I was a political advisor to the United Nations mission, mandated to reform the country’s police forces and judiciary. I spent a lot of time with people from all walks of Bosnian life. Not just policemen and judges and lawyers, but mayors and town councilors, with priests and imams, with refugees and people still living in ruins, with war criminals and those who survived them, with those who lived the war and those who fled from it, with women holding families together, and men who had fallen adrift of life. I began to build up a collage in my mind. I kept wondering, asking myself, what would I have done in their place, and I began weaving that human and historical tapestry, which is one of the most complex and fascinating you can imagine, into my books, and into another time, that of the Second World War.

Out of all that, came the idea for The Pale House of how, too often, the guilty escape justice…
Luke McCallin I get a lot of inspiration from my work, and from my upbringing. I mentioned before the importance of observation in helping to become a writer. I see and hear a lot, and having spent time in the Caucasus, in the Balkans, and in the Sahel, I’ve seen so much human suffering, but also so much human dignity, that I feel compelled—inspired, if you like—to give voice to those impressions and feelings and observations. That’s not to say my writing’s about those places, although my first two books were set in WWII Sarajevo, but those experiences taught me a lot about how people can act in such situations. There is so much dignity, and so much anguish, in the human situation when confronted with war, or natural disaster. No one really asks to become a war criminal, or to get conscripted, or deny other humans their basic human rights, or to try and raise a family in a refugee camp, but it happens.
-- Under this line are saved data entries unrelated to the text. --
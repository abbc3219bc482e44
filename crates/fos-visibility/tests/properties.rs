//! Visibility property tests against a real page

use std::rc::Rc;

use fos_dom::{ElementGeometry, NodeId, WindowId};
use fos_visibility::{geometry, style, DocumentVisibility, Page, StyleApi, Visibility};

struct Fixture {
    page: Rc<Page>,
    body: NodeId,
    visibility: Visibility<Page>,
}

fn fixture() -> Fixture {
    let page = Rc::new(Page::new(800.0, 600.0));
    let document = page.document().unwrap();
    let html = page.append_element(document, "html").unwrap();
    page.set_layout(html, ElementGeometry::from_xywh(0.0, 0.0, 800.0, 3000.0).with_client_size(800.0, 600.0)).unwrap();
    let body = page.append_element(html, "body").unwrap();
    let visibility = Visibility::new(Rc::clone(&page), page.page_visibility()).unwrap();
    Fixture { page, body, visibility }
}

impl Fixture {
    fn boxed(&self, x: f64, y: f64, width: f64, height: f64) -> NodeId {
        let div = self.page.append_element(self.body, "div").unwrap();
        self.page.set_layout(div, ElementGeometry::from_xywh(x, y, width, height)).unwrap();
        div
    }
}

#[test]
fn test_zero_size_is_not_visible() {
    let f = fixture();
    for (w, h) in [(0.0, 100.0), (100.0, 0.0), (0.0, 0.0)] {
        let div = f.boxed(10.0, 10.0, w, h);
        assert_eq!(f.visibility.percentage(div), 0.0);
        assert!(!f.visibility.is_visible(div));
        assert!(f.visibility.is_hidden(div));
    }
}

#[test]
fn test_no_layout_is_not_visible() {
    let f = fixture();
    let div = f.page.append_element(f.body, "div").unwrap();
    assert_eq!(f.visibility.percentage(div), 0.0);
    assert!(!f.visibility.is_visible(div));
}

#[test]
fn test_fully_visible_implies_visible() {
    let f = fixture();
    let boxes = [
        f.boxed(0.0, 0.0, 100.0, 100.0),
        f.boxed(0.0, 0.0, 800.0, 600.0),
        f.boxed(-10.0, 50.0, 100.0, 100.0),
        f.boxed(700.0, 500.0, 100.0, 100.0),
        f.boxed(799.0, 599.0, 1.0, 1.0),
        f.boxed(100.0, 900.0, 100.0, 100.0),
    ];
    for div in boxes {
        if f.visibility.is_fully_visible(div) {
            assert!(f.visibility.is_visible(div), "{:?}", div);
        }
    }
}

#[test]
fn test_outside_each_side() {
    let f = fixture();
    let outside = [
        f.boxed(100.0, -150.0, 100.0, 100.0),
        f.boxed(100.0, 650.0, 100.0, 100.0),
        f.boxed(-150.0, 100.0, 100.0, 100.0),
        f.boxed(850.0, 100.0, 100.0, 100.0),
    ];
    for div in outside {
        assert!(!geometry::is_in_viewport(&*f.page, div));
        assert_eq!(f.visibility.percentage(div), 0.0);
    }
}

#[test]
fn test_viewport_edges_are_strict() {
    let f = fixture();
    // touching the bottom edge from below
    let below = f.boxed(0.0, 600.0, 100.0, 100.0);
    assert!(!geometry::is_in_viewport(&*f.page, below));

    // ending exactly at the right edge: visible, not fully visible
    let flush = f.boxed(700.0, 0.0, 100.0, 100.0);
    assert!(geometry::is_in_viewport(&*f.page, flush));
    assert!(!geometry::is_fully_in_viewport(&*f.page, flush));
    assert_eq!(f.visibility.percentage(flush), 1.0);
}

#[test]
fn test_strictly_interior_is_fully_visible() {
    let f = fixture();
    let div = f.boxed(50.0, 50.0, 300.0, 200.0);
    assert_eq!(f.visibility.percentage(div), 1.0);
    assert!(f.visibility.is_fully_visible(div));
}

#[test]
fn test_queries_are_idempotent() {
    let f = fixture();
    let div = f.boxed(0.0, 550.0, 100.0, 100.0);
    let first = f.visibility.reading(div);
    for _ in 0..5 {
        assert_eq!(f.visibility.reading(div), first);
        assert_eq!(f.visibility.is_hidden(div), !first.is_visible);
    }
    assert!((first.percentage - 0.5).abs() < 1e-9);
}

#[test]
fn test_display_none_ancestor_wins_over_geometry() {
    let f = fixture();
    let wrapper = f.page.append_element(f.body, "section").unwrap();
    let inner = f.page.append_element(wrapper, "div").unwrap();
    f.page.set_layout(inner, ElementGeometry::from_xywh(10.0, 10.0, 100.0, 100.0)).unwrap();
    f.page.set_style(wrapper, "display: none").unwrap();

    assert!(geometry::is_fully_in_viewport(&*f.page, inner));
    assert!(!f.visibility.is_visible_by_styling(inner));
    assert_eq!(f.visibility.percentage(inner), 0.0);
}

#[test]
fn test_hidden_attribute() {
    let f = fixture();
    let div = f.boxed(10.0, 10.0, 100.0, 100.0);
    f.page.set_attribute(div, "hidden", "").unwrap();
    assert!(!f.visibility.is_visible(div));
}

#[test]
fn test_hidden_input_ignores_css() {
    let f = fixture();
    let input = f.page.append_element(f.body, "input").unwrap();
    f.page.set_layout(input, ElementGeometry::from_xywh(10.0, 10.0, 100.0, 20.0)).unwrap();
    f.page.set_attribute(input, "type", "hidden").unwrap();
    f.page.set_style(input, "display: inline-block !important; visibility: visible").unwrap();

    assert!(!style::is_visible_by_styling(&*f.page, StyleApi::Computed, input).unwrap());
    assert!(!f.visibility.is_visible(input));
}

#[test]
fn test_legacy_style_api() {
    let f = fixture();
    f.page.set_style_api(StyleApi::Legacy);
    let visibility = Visibility::new(Rc::clone(&f.page), f.page.page_visibility()).unwrap();

    let wrapper = f.page.append_element(f.body, "div").unwrap();
    let inner = f.page.append_element(wrapper, "p").unwrap();
    f.page.set_layout(inner, ElementGeometry::from_xywh(10.0, 10.0, 100.0, 100.0)).unwrap();
    assert!(visibility.is_visible(inner));

    f.page.set_style(wrapper, "visibility: hidden").unwrap();
    assert!(!visibility.is_visible(inner));
}

#[test]
fn test_edges_only_rect_uses_client_size() {
    let f = fixture();
    let div = f.page.append_element(f.body, "div").unwrap();
    f.page.set_layout(div, ElementGeometry::from_xywh(0.0, -50.0, 200.0, 100.0).edges_only()).unwrap();

    let rect = geometry::bounding_rect(&*f.page, div);
    assert_eq!((rect.width, rect.height), (200.0, 100.0));
    assert!((f.visibility.percentage(div) - 0.5).abs() < 1e-9);
}

#[test]
fn test_viewport_falls_back_to_root_client_size() {
    let page = Rc::new(Page::from_tree(fos_dom::DomTree::new()));
    let document = page.document().unwrap();
    let html = page.append_element(document, "html").unwrap();
    page.set_layout(html, ElementGeometry::from_xywh(0.0, 0.0, 400.0, 2000.0).with_client_size(400.0, 300.0)).unwrap();
    let div = page.append_element(html, "div").unwrap();
    page.set_layout(div, ElementGeometry::from_xywh(0.0, 250.0, 100.0, 100.0)).unwrap();

    let vp = geometry::viewport(&*page, div);
    assert_eq!((vp.width, vp.height), (400.0, 300.0));

    let visibility = Visibility::new(Rc::clone(&page), page.page_visibility()).unwrap();
    assert!((visibility.percentage(div) - 0.5).abs() < 1e-9);
}

#[test]
fn test_iframe_uses_own_viewport() {
    let f = fixture();
    let iframe = f.boxed(0.0, 0.0, 300.0, 200.0);
    let frame = f.page.tree_mut().create_frame(iframe, Some(300.0), Some(200.0)).unwrap();

    let frame_doc = f.page.tree().document(frame).unwrap();
    let inner = f.page.append_element(frame_doc, "div").unwrap();
    // inside the top-level viewport's extent, outside the frame's
    f.page.set_layout(inner, ElementGeometry::from_xywh(0.0, 250.0, 100.0, 100.0)).unwrap();

    assert!(!geometry::is_in_viewport(&*f.page, inner));
    f.page.scroll_to(frame, 0.0, 200.0).unwrap();
    assert!(f.visibility.is_fully_visible(inner));
}

#[test]
fn test_page_hidden_hides_everything() {
    let f = fixture();
    let div = f.boxed(10.0, 10.0, 100.0, 100.0);
    f.page.set_visibility_state(DocumentVisibility::Prerender);
    assert!(f.visibility.is_hidden(div));

    f.page.set_visibility_state(DocumentVisibility::Visible);
    assert!(f.visibility.is_visible(div));
}

#[test]
fn test_scroll_moves_element_out() {
    let f = fixture();
    let div = f.boxed(0.0, 100.0, 100.0, 100.0);
    f.page.scroll_to(WindowId::TOP, 0.0, 250.0).unwrap();
    assert!(f.visibility.is_hidden(div));
}

#[test]
fn test_deeply_nested_element() {
    let f = fixture();
    let outermost = f.page.append_element(f.body, "div").unwrap();
    let mut parent = outermost;
    for _ in 0..1000 {
        parent = f.page.append_element(parent, "div").unwrap();
    }
    f.page.set_layout(parent, ElementGeometry::from_xywh(10.0, 10.0, 100.0, 100.0)).unwrap();
    assert_eq!(f.visibility.reading(parent).percentage, 1.0);

    f.page.set_style(outermost, "display: none").unwrap();
    assert_eq!(f.visibility.percentage(parent), 0.0);
    assert!(f.visibility.is_hidden(parent));
}
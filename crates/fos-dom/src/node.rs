//! DOM Node
//!
//! Nodes link to their relatives through `NodeId`s instead of pointers, so
//! the whole tree lives in one arena and can be walked without borrowing
//! individual nodes.

use crate::{NodeId, WindowId, ElementGeometry};

/// DOM Node - Core structure
#[derive(Debug)]
pub struct Node {
    /// Parent node (NONE if root)
    pub parent: NodeId,
    /// First child
    pub first_child: NodeId,
    /// Last child (for O(1) append)
    pub last_child: NodeId,
    /// Previous sibling
    pub prev_sibling: NodeId,
    /// Next sibling
    pub next_sibling: NodeId,
    /// Window whose document owns this node
    pub owner_window: WindowId,
    /// Node-specific data
    pub data: NodeData,
}

impl Node {
    fn with_data(owner_window: WindowId, data: NodeData) -> Self {
        Self {
            parent: NodeId::NONE,
            first_child: NodeId::NONE,
            last_child: NodeId::NONE,
            prev_sibling: NodeId::NONE,
            next_sibling: NodeId::NONE,
            owner_window,
            data,
        }
    }

    /// Create a new element node
    pub fn element(owner_window: WindowId, tag: &str) -> Self {
        Self::with_data(owner_window, NodeData::Element(ElementData::new(tag)))
    }

    /// Create a new text node
    pub fn text(owner_window: WindowId, content: String) -> Self {
        Self::with_data(owner_window, NodeData::Text(TextData { content }))
    }

    /// Create a document node
    pub fn document(owner_window: WindowId) -> Self {
        Self::with_data(owner_window, NodeData::Document)
    }

    /// Create a comment node
    pub fn comment(owner_window: WindowId, content: String) -> Self {
        Self::with_data(owner_window, NodeData::Comment(content))
    }

    /// Check if this is an element
    #[inline]
    pub fn is_element(&self) -> bool {
        matches!(self.data, NodeData::Element(_))
    }

    /// Check if this is a document node
    #[inline]
    pub fn is_document(&self) -> bool {
        matches!(self.data, NodeData::Document)
    }

    /// Check if this is text
    #[inline]
    pub fn is_text(&self) -> bool {
        matches!(self.data, NodeData::Text(_))
    }

    /// Whether children may be appended to this node
    #[inline]
    pub fn is_container(&self) -> bool {
        matches!(self.data, NodeData::Document | NodeData::Element(_))
    }

    /// Get element data if this is an element
    #[inline]
    pub fn as_element(&self) -> Option<&ElementData> {
        match &self.data {
            NodeData::Element(e) => Some(e),
            _ => None,
        }
    }

    /// Get mutable element data
    #[inline]
    pub fn as_element_mut(&mut self) -> Option<&mut ElementData> {
        match &mut self.data {
            NodeData::Element(e) => Some(e),
            _ => None,
        }
    }

    /// Get text content if this is a text node
    #[inline]
    pub fn as_text(&self) -> Option<&str> {
        match &self.data {
            NodeData::Text(t) => Some(&t.content),
            _ => None,
        }
    }
}

/// Node-specific data
#[derive(Debug)]
pub enum NodeData {
    /// Document root of a window
    Document,
    /// Element
    Element(ElementData),
    /// Text content
    Text(TextData),
    /// Comment
    Comment(String),
}

/// Element-specific data
#[derive(Debug, Default)]
pub struct ElementData {
    /// Lowercase tag name
    pub tag: String,
    /// Attributes in insertion order
    pub attrs: Vec<Attribute>,
    /// Cached id attribute
    pub id: Option<String>,
    /// Cached class list
    pub classes: Vec<String>,
    /// Layout box, if the element has been laid out
    pub layout: Option<ElementGeometry>,
}

impl ElementData {
    pub fn new(tag: &str) -> Self {
        Self {
            tag: tag.to_ascii_lowercase(),
            ..Default::default()
        }
    }

    /// Get an attribute value (names are case-insensitive)
    pub fn get_attr(&self, name: &str) -> Option<&str> {
        self.attrs.iter()
            .find(|a| a.name.eq_ignore_ascii_case(name))
            .map(|a| a.value.as_str())
    }

    /// Set an attribute, keeping the id/class caches in sync
    pub fn set_attr(&mut self, name: &str, value: &str) {
        let name = name.to_ascii_lowercase();
        match name.as_str() {
            "id" => self.id = Some(value.to_string()),
            "class" => {
                self.classes = value.split_whitespace().map(str::to_string).collect();
            }
            _ => {}
        }

        if let Some(attr) = self.attrs.iter_mut().find(|a| a.name == name) {
            attr.value = value.to_string();
            return;
        }
        self.attrs.push(Attribute { name, value: value.to_string() });
    }

    /// Remove an attribute, returning its previous value
    pub fn remove_attr(&mut self, name: &str) -> Option<String> {
        let pos = self.attrs.iter().position(|a| a.name.eq_ignore_ascii_case(name))?;
        let attr = self.attrs.remove(pos);
        match attr.name.as_str() {
            "id" => self.id = None,
            "class" => self.classes.clear(),
            _ => {}
        }
        Some(attr.value)
    }

    /// Check class membership
    pub fn has_class(&self, class: &str) -> bool {
        self.classes.iter().any(|c| c == class)
    }
}

/// Text node data
#[derive(Debug)]
pub struct TextData {
    pub content: String,
}

/// Attribute
#[derive(Debug, Clone, PartialEq, Eq)]
pub struct Attribute {
    pub name: String,
    pub value: String,
}
//! fOS CSS Style System
//!
//! Inline declaration parsing, user-agent defaults and computed style
//! resolution for the properties visibility checks depend on.

mod parser;
mod cascade;
mod computed;
pub mod properties;

pub use parser::CssParser;
pub use cascade::StyleResolver;
pub use computed::ComputedStyle;
pub use properties::PropertyId;

/// Parse the body of a `style` attribute
pub fn parse_declarations(css: &str) -> Result<Vec<Declaration>, CssError> {
    CssParser::new().parse_declarations(css)
}

/// CSS declaration (property: value)
#[derive(Debug, Clone, PartialEq, Eq)]
pub struct Declaration {
    /// Lowercase property name
    pub property: String,
    /// Serialized value
    pub value: String,
    pub important: bool,
}

impl Declaration {
    pub fn new(property: &str, value: &str) -> Self {
        Self {
            property: property.to_ascii_lowercase(),
            value: value.to_string(),
            important: false,
        }
    }
}

/// CSS parsing error
#[derive(Debug, thiserror::Error)]
pub enum CssError {
    #[error("Parse error at line {line}: {message}")]
    ParseError { line: u32, message: String },
}
//! Error types

use fos_dom::DomError;

use crate::monitor::MonitorState;

pub type Result<T> = std::result::Result<T, VisibilityError>;

#[derive(Debug, thiserror::Error)]
pub enum VisibilityError {
    /// The host lacks a capability the core cannot work without
    #[error("unsupported environment: no {capability} available")]
    UnsupportedEnvironment { capability: &'static str },

    #[error("cannot {operation} a monitor in state {state:?}")]
    InvalidState { operation: &'static str, state: MonitorState },

    #[error("invalid configuration: {0}")]
    InvalidConfig(String),

    #[error("configuration parse error: {0}")]
    Json(#[from] serde_json::Error),

    #[error(transparent)]
    Dom(#[from] DomError),
}

impl VisibilityError {
    pub fn invalid_config(msg: impl Into<String>) -> Self {
        Self::InvalidConfig(msg.into())
    }
}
And at the same time, as we see right now in Ukraine, it does not take much for people to move so far so fast from the paths their lives were taking, for postmen, for bakers, for bank clerks, for miners to become gunmen, to become warlords, for them to turn on their neighbours of decades and believe the worst of them, to expect the worse of them, and so to mete out the worst before it befalls them.

What does it take for a man to turn on his neighbour? What does it take for another man to stand up for another? Trying to understand the human motivations or conditions in all that, that’s what inspires me to write. That, and the sheer pleasure of creation and sharing.
Luke McCallin I’m currently working on the synopses for the third and fourth Reinhardt novels. My original conception of Reinhardt’s stories had an initial set of three stories, a trilogy, each novel focusing on a particular theme. The Man From Berlin was about redemption. The Pale House was about resistance. The third novel will be about reconciliation, and will be set in post-war Berlin with Reinhardt back on the police force.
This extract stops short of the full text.